### WHAT IS BEING ASKED
Using the data below, gather each line that includes the word "services".

(Stored data)
═══
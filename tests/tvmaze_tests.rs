//! Integration tests for the TVMaze client.
//!
//! Tests cover:
//! - IMDB lookup and title search
//! - Episode grouping
//! - Retry and error classification

use plex_media_export::models::catalog::LookupKey;
use plex_media_export::services::retry::RetryPolicy;
use plex_media_export::services::tvmaze::{ShowCatalog, TvMazeClient};
use serde_json::json;
use std::time::Duration;
use wiremock::matchers::{method, path, query_param};
use wiremock::{Mock, MockServer, ResponseTemplate};

fn client(server: &MockServer) -> TvMazeClient {
    TvMazeClient::with_base_url(&server.uri())
        .unwrap()
        .with_retry(RetryPolicy {
            max_retries: 3,
            base_delay: Duration::from_millis(5),
            backoff_factor: 2.0,
        })
}

fn episodes() -> serde_json::Value {
    json!([
        {"id": 1, "season": 1, "number": 1},
        {"id": 2, "season": 1, "number": 2},
        {"id": 3, "season": 2, "number": 1},
        {"id": 4, "season": null, "number": null},
        {"id": 5, "season": 0, "number": null}
    ])
}

async fn mount_episodes(server: &MockServer, show_id: u64) {
    Mock::given(method("GET"))
        .and(path(format!("/shows/{}/episodes", show_id)))
        .respond_with(ResponseTemplate::new(200).set_body_json(episodes()))
        .mount(server)
        .await;
}

// ========== LOOKUP TESTS ==========

#[tokio::test]
async fn test_lookup_by_imdb_id() {
    let server = MockServer::start().await;
    Mock::given(method("GET"))
        .and(path("/lookup/shows"))
        .and(query_param("imdb", "tt0903747"))
        .respond_with(ResponseTemplate::new(200).set_body_json(json!({"id": 169, "name": "Breaking Bad"})))
        .expect(1)
        .mount(&server)
        .await;
    mount_episodes(&server, 169).await;

    let info = client(&server)
        .lookup(&LookupKey::imdb("tt0903747"))
        .await
        .unwrap()
        .expect("show should resolve");

    assert_eq!(info.total_seasons, 2);
    assert_eq!(info.episode_count(0), Some(1));
    assert_eq!(info.episode_count(1), Some(2));
    assert_eq!(info.episode_count(2), Some(1));
}

#[tokio::test]
async fn test_unknown_imdb_id_is_confirmed_miss() {
    let server = MockServer::start().await;
    Mock::given(method("GET"))
        .and(path("/lookup/shows"))
        .respond_with(ResponseTemplate::new(404))
        .expect(1)
        .mount(&server)
        .await;

    let result = client(&server).lookup(&LookupKey::imdb("tt0000000")).await;
    assert!(matches!(result, Ok(None)));
}

#[tokio::test]
async fn test_title_search_takes_first_result() {
    let server = MockServer::start().await;
    Mock::given(method("GET"))
        .and(path("/search/shows"))
        .and(query_param("q", "The Office"))
        .respond_with(ResponseTemplate::new(200).set_body_json(json!([
            {"score": 0.9, "show": {"id": 526, "name": "The Office"}},
            {"score": 0.8, "show": {"id": 3, "name": "The Office (UK)"}}
        ])))
        .mount(&server)
        .await;
    mount_episodes(&server, 526).await;

    let info = client(&server).resolve_by_title("The Office").await;
    assert_eq!(info.map(|i| i.total_seasons), Some(2));
}

#[tokio::test]
async fn test_empty_search_is_no_match() {
    let server = MockServer::start().await;
    Mock::given(method("GET"))
        .and(path("/search/shows"))
        .respond_with(ResponseTemplate::new(200).set_body_json(json!([])))
        .mount(&server)
        .await;

    let result = client(&server).lookup(&LookupKey::title("Nothing Like This")).await;
    assert!(matches!(result, Ok(None)));
}

#[tokio::test]
async fn test_show_without_episodes_is_still_a_match() {
    let server = MockServer::start().await;
    Mock::given(method("GET"))
        .and(path("/lookup/shows"))
        .respond_with(ResponseTemplate::new(200).set_body_json(json!({"id": 7})))
        .mount(&server)
        .await;
    Mock::given(method("GET"))
        .and(path("/shows/7/episodes"))
        .respond_with(ResponseTemplate::new(200).set_body_json(json!([])))
        .mount(&server)
        .await;

    let info = client(&server).resolve_by_imdb_id("tt7").await.unwrap();
    assert_eq!(info.total_seasons, 0);
    assert!(info.seasons.is_empty());
}

// ========== RETRY TESTS ==========

#[tokio::test]
async fn test_server_errors_are_retried() {
    let server = MockServer::start().await;
    Mock::given(method("GET"))
        .and(path("/lookup/shows"))
        .respond_with(ResponseTemplate::new(503))
        .up_to_n_times(2)
        .expect(2)
        .mount(&server)
        .await;
    Mock::given(method("GET"))
        .and(path("/lookup/shows"))
        .respond_with(ResponseTemplate::new(200).set_body_json(json!({"id": 169})))
        .expect(1)
        .mount(&server)
        .await;
    mount_episodes(&server, 169).await;

    let info = client(&server).resolve_by_imdb_id("tt0903747").await;
    assert_eq!(info.map(|i| i.total_seasons), Some(2));
}

#[tokio::test]
async fn test_exhausted_retries_surface_error() {
    let server = MockServer::start().await;
    Mock::given(method("GET"))
        .and(path("/search/shows"))
        .respond_with(ResponseTemplate::new(500))
        .expect(4)
        .mount(&server)
        .await;

    let tvmaze = client(&server);
    assert!(tvmaze.lookup(&LookupKey::title("Lost")).await.is_err());
}

#[tokio::test]
async fn test_client_errors_are_not_retried() {
    let server = MockServer::start().await;
    Mock::given(method("GET"))
        .and(path("/search/shows"))
        .respond_with(ResponseTemplate::new(400))
        .expect(1)
        .mount(&server)
        .await;

    assert!(client(&server).resolve_by_title("Lost").await.is_none());
}

#[tokio::test]
async fn test_malformed_payload_is_not_retried() {
    let server = MockServer::start().await;
    Mock::given(method("GET"))
        .and(path("/lookup/shows"))
        .respond_with(ResponseTemplate::new(200).set_body_string("<html>oops</html>"))
        .expect(1)
        .mount(&server)
        .await;

    let result = client(&server).lookup(&LookupKey::imdb("tt1")).await;
    assert!(result.is_err());
}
═══
### RESPONSE
use plex_media_export::services::retry::RetryPolicy;
use plex_media_export::services::tvmaze::{ShowCatalog, TvMazeClient};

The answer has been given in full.